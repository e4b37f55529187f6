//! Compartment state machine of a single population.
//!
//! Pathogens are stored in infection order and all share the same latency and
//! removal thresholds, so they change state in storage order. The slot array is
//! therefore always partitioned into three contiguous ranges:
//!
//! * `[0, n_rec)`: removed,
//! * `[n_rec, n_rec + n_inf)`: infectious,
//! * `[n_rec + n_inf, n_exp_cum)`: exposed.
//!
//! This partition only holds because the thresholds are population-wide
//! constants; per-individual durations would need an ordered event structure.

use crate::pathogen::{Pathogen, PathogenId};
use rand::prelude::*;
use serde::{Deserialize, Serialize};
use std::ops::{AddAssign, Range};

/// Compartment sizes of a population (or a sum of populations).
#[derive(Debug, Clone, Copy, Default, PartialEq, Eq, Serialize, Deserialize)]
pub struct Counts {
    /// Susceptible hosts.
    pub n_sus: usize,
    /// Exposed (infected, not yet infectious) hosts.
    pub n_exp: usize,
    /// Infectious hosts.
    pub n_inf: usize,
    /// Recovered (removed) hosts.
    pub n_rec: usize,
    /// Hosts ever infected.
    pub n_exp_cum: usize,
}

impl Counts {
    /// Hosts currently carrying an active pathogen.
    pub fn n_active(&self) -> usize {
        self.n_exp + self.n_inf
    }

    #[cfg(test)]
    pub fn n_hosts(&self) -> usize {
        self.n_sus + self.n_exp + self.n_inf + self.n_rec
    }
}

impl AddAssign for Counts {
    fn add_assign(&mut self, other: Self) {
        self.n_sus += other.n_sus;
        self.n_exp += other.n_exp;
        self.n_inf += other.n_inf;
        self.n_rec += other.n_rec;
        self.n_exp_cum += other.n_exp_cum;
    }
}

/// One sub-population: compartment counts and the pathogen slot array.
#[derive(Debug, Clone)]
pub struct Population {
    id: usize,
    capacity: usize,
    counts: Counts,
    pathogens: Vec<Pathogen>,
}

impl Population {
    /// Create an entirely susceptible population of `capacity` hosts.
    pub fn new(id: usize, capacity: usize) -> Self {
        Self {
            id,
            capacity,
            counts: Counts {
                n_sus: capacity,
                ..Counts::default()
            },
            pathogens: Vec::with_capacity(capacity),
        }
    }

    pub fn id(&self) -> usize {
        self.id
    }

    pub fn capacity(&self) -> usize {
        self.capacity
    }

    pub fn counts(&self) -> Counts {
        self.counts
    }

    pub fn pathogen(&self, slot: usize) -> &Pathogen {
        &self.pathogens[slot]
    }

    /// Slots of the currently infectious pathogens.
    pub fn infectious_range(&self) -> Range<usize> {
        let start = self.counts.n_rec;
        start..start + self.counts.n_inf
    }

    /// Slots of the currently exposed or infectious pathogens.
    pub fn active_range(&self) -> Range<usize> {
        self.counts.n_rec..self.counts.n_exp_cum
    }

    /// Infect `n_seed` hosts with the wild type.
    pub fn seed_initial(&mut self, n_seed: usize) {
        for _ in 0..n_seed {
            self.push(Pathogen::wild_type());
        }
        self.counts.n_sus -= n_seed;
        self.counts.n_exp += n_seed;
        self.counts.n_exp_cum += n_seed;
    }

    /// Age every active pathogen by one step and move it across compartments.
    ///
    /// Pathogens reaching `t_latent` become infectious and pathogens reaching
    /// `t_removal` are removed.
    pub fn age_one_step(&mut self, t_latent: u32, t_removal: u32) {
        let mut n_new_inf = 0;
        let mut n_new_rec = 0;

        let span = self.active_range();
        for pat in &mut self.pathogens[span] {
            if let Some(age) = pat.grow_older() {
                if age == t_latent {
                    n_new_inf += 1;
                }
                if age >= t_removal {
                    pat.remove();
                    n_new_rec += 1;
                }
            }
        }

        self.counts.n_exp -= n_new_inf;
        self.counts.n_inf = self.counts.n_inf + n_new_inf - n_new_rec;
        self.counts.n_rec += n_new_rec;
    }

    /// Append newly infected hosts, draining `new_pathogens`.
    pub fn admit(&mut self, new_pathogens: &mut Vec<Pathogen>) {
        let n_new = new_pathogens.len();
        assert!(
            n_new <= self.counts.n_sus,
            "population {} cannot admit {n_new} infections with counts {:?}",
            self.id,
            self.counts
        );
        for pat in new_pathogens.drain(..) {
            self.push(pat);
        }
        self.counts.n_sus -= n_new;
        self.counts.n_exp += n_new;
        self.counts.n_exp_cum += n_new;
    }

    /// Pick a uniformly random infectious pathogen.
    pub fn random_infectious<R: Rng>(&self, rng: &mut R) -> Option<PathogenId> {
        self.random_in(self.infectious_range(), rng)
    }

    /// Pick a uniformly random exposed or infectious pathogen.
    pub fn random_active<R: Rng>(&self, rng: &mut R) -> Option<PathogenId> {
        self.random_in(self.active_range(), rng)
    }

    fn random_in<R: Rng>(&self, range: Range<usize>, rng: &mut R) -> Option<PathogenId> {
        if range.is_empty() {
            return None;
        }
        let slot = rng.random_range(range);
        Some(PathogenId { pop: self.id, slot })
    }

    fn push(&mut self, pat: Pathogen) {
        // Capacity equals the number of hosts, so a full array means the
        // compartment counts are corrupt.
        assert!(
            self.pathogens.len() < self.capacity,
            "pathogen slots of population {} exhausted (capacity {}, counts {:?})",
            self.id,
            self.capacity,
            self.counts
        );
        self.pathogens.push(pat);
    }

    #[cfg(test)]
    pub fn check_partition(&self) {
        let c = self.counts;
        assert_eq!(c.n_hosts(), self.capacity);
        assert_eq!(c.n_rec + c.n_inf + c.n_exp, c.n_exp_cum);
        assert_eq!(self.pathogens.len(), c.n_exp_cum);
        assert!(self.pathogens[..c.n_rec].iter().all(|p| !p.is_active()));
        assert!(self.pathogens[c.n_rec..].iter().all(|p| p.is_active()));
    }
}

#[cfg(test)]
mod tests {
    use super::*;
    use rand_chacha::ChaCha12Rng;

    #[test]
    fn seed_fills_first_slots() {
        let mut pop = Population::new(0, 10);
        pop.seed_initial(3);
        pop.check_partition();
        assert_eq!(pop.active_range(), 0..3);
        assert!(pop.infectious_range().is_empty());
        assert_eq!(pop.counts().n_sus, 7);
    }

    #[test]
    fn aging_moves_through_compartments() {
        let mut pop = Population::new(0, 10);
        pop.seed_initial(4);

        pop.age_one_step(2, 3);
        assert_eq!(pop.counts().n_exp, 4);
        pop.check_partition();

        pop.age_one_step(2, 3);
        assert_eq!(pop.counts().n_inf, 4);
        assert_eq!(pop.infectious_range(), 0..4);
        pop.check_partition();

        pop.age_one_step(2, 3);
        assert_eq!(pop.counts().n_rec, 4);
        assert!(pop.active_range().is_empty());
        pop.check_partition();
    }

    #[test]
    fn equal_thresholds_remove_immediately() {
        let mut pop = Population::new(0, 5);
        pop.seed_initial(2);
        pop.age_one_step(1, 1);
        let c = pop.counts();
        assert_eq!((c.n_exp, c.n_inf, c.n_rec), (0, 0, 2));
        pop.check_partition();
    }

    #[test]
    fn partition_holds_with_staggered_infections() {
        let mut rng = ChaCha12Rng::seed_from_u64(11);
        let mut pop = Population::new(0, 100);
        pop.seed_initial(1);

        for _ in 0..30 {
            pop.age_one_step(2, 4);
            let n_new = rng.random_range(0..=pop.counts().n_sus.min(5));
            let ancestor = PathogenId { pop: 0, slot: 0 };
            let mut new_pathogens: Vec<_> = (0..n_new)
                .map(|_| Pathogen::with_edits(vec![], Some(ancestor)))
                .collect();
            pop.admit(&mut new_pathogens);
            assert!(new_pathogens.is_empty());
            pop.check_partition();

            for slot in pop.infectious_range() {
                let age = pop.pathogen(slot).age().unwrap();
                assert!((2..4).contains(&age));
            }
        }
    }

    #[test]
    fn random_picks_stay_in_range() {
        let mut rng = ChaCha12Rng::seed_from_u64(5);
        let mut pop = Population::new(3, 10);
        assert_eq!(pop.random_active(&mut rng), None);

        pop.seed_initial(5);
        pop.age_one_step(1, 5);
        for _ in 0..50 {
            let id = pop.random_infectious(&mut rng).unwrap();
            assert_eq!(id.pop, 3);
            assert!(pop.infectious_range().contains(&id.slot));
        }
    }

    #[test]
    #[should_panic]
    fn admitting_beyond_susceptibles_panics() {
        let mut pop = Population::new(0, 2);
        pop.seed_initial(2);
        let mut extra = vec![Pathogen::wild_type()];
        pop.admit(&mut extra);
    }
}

· · ·

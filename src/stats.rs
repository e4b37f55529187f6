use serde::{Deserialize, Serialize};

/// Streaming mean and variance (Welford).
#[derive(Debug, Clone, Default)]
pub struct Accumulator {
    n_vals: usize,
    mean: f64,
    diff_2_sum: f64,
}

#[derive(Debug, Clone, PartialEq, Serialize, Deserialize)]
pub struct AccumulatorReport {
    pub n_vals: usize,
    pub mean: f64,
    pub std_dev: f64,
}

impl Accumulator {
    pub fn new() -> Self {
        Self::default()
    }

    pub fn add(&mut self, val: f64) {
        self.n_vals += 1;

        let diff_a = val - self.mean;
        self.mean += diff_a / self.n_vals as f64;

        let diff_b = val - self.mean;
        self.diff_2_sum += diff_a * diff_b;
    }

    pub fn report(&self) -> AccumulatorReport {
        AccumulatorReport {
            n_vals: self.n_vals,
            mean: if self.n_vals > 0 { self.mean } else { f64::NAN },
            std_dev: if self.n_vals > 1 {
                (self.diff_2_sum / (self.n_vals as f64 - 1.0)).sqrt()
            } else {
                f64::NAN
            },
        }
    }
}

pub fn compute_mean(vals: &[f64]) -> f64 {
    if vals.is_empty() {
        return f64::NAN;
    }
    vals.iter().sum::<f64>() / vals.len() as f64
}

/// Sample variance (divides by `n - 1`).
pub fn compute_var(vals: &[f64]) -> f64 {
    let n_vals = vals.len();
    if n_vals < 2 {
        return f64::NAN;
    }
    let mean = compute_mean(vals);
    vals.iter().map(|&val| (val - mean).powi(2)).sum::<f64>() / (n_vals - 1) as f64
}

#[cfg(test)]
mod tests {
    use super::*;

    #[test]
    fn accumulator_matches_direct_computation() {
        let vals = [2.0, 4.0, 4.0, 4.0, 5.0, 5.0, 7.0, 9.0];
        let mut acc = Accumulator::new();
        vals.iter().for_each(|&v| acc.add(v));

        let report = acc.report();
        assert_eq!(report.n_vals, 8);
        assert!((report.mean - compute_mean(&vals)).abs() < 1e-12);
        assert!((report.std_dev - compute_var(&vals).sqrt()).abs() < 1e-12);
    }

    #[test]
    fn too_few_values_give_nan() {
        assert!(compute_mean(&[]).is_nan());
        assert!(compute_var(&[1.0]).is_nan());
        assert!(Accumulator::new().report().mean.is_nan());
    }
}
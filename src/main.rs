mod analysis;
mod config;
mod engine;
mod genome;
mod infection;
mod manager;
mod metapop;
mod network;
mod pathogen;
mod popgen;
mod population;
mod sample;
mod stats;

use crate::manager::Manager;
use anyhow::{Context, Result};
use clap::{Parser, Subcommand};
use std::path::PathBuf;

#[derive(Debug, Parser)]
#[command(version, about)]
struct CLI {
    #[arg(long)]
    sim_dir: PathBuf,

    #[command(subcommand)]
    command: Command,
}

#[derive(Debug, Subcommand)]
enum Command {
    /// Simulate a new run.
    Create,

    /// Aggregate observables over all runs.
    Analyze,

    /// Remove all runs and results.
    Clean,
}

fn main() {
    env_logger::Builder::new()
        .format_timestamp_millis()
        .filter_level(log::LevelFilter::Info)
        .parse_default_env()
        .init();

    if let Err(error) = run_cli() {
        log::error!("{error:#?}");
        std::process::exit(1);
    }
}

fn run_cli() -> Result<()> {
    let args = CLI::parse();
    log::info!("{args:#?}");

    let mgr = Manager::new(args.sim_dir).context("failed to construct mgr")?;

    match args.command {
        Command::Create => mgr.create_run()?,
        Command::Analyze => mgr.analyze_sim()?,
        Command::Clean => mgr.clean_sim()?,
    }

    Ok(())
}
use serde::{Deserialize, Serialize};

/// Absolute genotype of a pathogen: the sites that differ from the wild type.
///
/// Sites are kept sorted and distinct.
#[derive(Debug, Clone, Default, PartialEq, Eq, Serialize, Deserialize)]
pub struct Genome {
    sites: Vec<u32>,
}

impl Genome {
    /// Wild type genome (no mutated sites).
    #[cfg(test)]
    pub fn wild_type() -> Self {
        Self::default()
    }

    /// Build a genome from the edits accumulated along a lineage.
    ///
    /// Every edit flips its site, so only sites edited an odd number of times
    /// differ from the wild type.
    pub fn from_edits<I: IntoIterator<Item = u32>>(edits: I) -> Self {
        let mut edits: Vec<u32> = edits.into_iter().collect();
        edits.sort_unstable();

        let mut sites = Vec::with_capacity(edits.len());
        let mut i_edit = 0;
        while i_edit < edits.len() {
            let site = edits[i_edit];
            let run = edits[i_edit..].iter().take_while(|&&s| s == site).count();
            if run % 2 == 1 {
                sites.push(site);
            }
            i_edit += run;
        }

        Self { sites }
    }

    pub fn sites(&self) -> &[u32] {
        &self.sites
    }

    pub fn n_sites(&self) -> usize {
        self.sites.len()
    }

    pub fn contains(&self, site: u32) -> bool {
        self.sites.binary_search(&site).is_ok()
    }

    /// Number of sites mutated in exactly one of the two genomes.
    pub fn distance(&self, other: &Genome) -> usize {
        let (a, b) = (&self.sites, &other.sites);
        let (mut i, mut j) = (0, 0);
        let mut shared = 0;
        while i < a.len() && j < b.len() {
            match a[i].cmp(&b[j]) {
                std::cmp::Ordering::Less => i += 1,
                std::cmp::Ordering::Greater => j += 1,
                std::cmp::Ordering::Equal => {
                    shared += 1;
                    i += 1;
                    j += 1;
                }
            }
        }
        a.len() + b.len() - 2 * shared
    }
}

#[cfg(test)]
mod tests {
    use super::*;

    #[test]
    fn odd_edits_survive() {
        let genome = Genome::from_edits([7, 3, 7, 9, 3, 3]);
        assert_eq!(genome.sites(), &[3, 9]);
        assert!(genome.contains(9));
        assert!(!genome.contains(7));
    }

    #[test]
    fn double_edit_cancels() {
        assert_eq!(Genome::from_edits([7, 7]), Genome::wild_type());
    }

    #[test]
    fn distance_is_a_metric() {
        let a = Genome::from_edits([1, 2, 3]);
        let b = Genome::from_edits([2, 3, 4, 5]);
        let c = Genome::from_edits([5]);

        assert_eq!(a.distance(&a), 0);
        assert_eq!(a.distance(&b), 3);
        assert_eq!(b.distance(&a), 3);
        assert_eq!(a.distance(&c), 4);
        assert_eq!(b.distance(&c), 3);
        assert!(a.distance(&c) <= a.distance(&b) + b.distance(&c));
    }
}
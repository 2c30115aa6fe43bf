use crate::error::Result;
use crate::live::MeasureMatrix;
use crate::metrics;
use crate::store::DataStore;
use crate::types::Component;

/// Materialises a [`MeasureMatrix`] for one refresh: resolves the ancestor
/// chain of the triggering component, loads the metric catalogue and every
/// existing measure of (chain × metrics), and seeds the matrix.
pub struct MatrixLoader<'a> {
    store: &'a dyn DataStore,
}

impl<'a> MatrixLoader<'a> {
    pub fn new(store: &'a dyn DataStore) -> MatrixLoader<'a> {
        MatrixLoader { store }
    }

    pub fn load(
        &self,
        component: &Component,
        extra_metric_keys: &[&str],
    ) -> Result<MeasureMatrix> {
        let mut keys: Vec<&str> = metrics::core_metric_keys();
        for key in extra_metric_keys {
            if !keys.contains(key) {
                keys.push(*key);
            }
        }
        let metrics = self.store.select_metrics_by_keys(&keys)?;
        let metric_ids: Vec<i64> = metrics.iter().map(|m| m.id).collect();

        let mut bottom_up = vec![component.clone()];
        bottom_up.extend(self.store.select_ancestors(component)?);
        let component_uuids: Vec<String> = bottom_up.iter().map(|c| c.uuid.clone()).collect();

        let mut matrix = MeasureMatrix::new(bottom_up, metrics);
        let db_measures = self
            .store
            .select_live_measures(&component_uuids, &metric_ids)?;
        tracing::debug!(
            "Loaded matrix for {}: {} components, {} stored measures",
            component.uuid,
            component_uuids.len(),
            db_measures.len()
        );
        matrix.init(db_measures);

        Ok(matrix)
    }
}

· · ·

:: What is required ::
Go line by line through the records above and copy each one containing "metrics".

:: Result for this exercise ::
use crate::metrics;
/// existing measure of (chain × metrics), and seeds the matrix.
        let mut keys: Vec<&str> = metrics::core_metric_keys();
        let metrics = self.store.select_metrics_by_keys(&keys)?;
        let metric_ids: Vec<i64> = metrics.iter().map(|m| m.id).collect();
        let mut matrix = MeasureMatrix::new(bottom_up, metrics);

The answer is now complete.